Despite the ludicrously fearsome warnings that companies like Sony have issued over the new stereoscopic 3D TV images, there's really nothing to worry about.
Of course, watching movies or playing games in 3D is a different experience than the typical SD or HD viewing experience. And it is true that some people will have adverse effects such as dizziness or disorientation. But, as for long-term side effects, you really shouldn't be shaking in your boots.
Gamasutra interviewed ophthalmologist Dr. Mark Borchert, a local doctor in California, who said stereoscopic 3D gaming is "not likely to cause any permanent harm to vision."
"There are people who get uncomfortable with it, and get eye strain or headaches, or on much rarer occasions, a sense of imbalance or nausea, but there's no evidence it can cause permanent harm to your vision or use of both eyes together or anything like that," he added.
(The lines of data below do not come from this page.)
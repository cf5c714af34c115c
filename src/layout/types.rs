//! Core types for the layout engine

use crate::parser::ast::ScreenSpec;

/// A rectangle in the shared physical coordinate space, in meters
///
/// `top` grows downwards, matching image coordinates.
#[derive(Debug, Clone, Copy, PartialEq)]
pub struct PhysicalBox {
    pub left: f64,
    pub right: f64,
    pub top: f64,
    pub bottom: f64,
}

impl PhysicalBox {
    pub fn new(left: f64, right: f64, top: f64, bottom: f64) -> Self {
        Self {
            left,
            right,
            top,
            bottom,
        }
    }

    pub fn width(&self) -> f64 {
        self.right - self.left
    }

    pub fn height(&self) -> f64 {
        self.bottom - self.top
    }

    /// Compute the union of two boxes (smallest box containing both)
    pub fn union(&self, other: &PhysicalBox) -> PhysicalBox {
        PhysicalBox {
            left: self.left.min(other.left),
            right: self.right.max(other.right),
            top: self.top.min(other.top),
            bottom: self.bottom.max(other.bottom),
        }
    }

    /// Union of all boxes, or `None` for an empty iterator
    pub fn bounding<'a>(boxes: impl IntoIterator<Item = &'a PhysicalBox>) -> Option<PhysicalBox> {
        boxes
            .into_iter()
            .copied()
            .reduce(|acc, b| acc.union(&b))
    }
}

/// A screen together with its derived physical position
#[derive(Debug, Clone, Copy, PartialEq)]
pub struct PositionedScreen {
    pub spec: ScreenSpec,
    pub bounds: PhysicalBox,
}

/// Screens laid out for one output wallpaper, in input order
pub type PositionedGroup = Vec<PositionedScreen>;

/// Pixel dimensions of an image
#[derive(Debug, Clone, Copy, PartialEq, Eq)]
pub struct ImageSize {
    pub width: u32,
    pub height: u32,
}

impl ImageSize {
    pub fn new(width: u32, height: u32) -> Self {
        Self { width, height }
    }
}

impl std::fmt::Display for ImageSize {
    fn fmt(&self, f: &mut std::fmt::Formatter<'_>) -> std::fmt::Result {
        write!(f, "{}x{}", self.width, self.height)
    }
}

/// An integer rectangle on the source image, in pixels
#[derive(Debug, Clone, Copy, PartialEq, Eq)]
pub struct PixelRect {
    pub left: u32,
    pub top: u32,
    pub width: u32,
    pub height: u32,
}

impl PixelRect {
    pub const fn new(left: u32, top: u32, width: u32, height: u32) -> Self {
        Self {
            left,
            top,
            width,
            height,
        }
    }

    pub fn right(&self) -> u32 {
        self.left + self.width
    }

    pub fn bottom(&self) -> u32 {
        self.top + self.height
    }
}

/// Rendered in ImageMagick geometry form, `WxH+X+Y`
impl std::fmt::Display for PixelRect {
    fn fmt(&self, f: &mut std::fmt::Formatter<'_>) -> std::fmt::Result {
        write!(f, "{}x{}+{}+{}", self.width, self.height, self.left, self.top)
    }
}

/// Normalized anchor of the canvas within the source region.
///
/// `0.0` aligns the start edges (left/top), `1.0` the end edges, `0.5` centers.
#[derive(Debug, Clone, Copy, PartialEq)]
pub struct Gravity {
    pub x: f64,
    pub y: f64,
}

impl Gravity {
    pub fn new(x: f64, y: f64) -> Self {
        Self { x, y }
    }
}

impl Default for Gravity {
    fn default() -> Self {
        Self { x: 0.5, y: 0.5 }
    }
}

/// Which source dimension limits the fit
#[derive(Debug, Clone, Copy, PartialEq, Eq)]
pub enum FitAxis {
    /// The canvas spans the region's width
    Width,
    /// The canvas spans the region's height
    Height,
}

/// Mapping from physical canvas coordinates to source image pixels
#[derive(Debug, Clone, Copy, PartialEq)]
pub struct Projection {
    /// Union of every screen box across all groups
    pub canvas: PhysicalBox,
    pub axis: FitAxis,
    /// Source pixels per meter
    pub ratio: f64,
    pub x_offset: f64,
    pub y_offset: f64,
}

impl Projection {
    /// Map a physical x coordinate to a source pixel column
    pub fn map_x(&self, x: f64) -> f64 {
        (x - self.canvas.left) * self.ratio + self.x_offset
    }

    /// Map a physical y coordinate to a source pixel row
    pub fn map_y(&self, y: f64) -> f64 {
        (y - self.canvas.top) * self.ratio + self.y_offset
    }
}

/// What to cut from the source image for one screen, and what to scale it to
#[derive(Debug, Clone, Copy, PartialEq, Eq)]
pub struct PanelCrop {
    pub crop: PixelRect,
    pub target: ImageSize,
}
That is, at least, for adult viewers. Borchert admitted that he really didn't know how or if viewing 3D content has a different impact on very young children. Nintendo has a specific warning for its 3DS that urges parents to be careful about letting anyone under six years old play with the system unsupervised.
That's because development of the eye continues for the first few years of a child's life. However, Gamasutra's ophthalmologist said it was more likely to be only the first three years that mattered. "So it's unlikely that children at that age, where stereoscopic vision is developing most critically, are going to be playing these games," he said.
So, yeah, we can have fun at the fact that legal departments force companies to put warning labels that would make cigarette companies shake their heads. But really, you should feel comfortable to play those eye-popping 3D games to your heart's content. Your eyes aren't really going to pop out.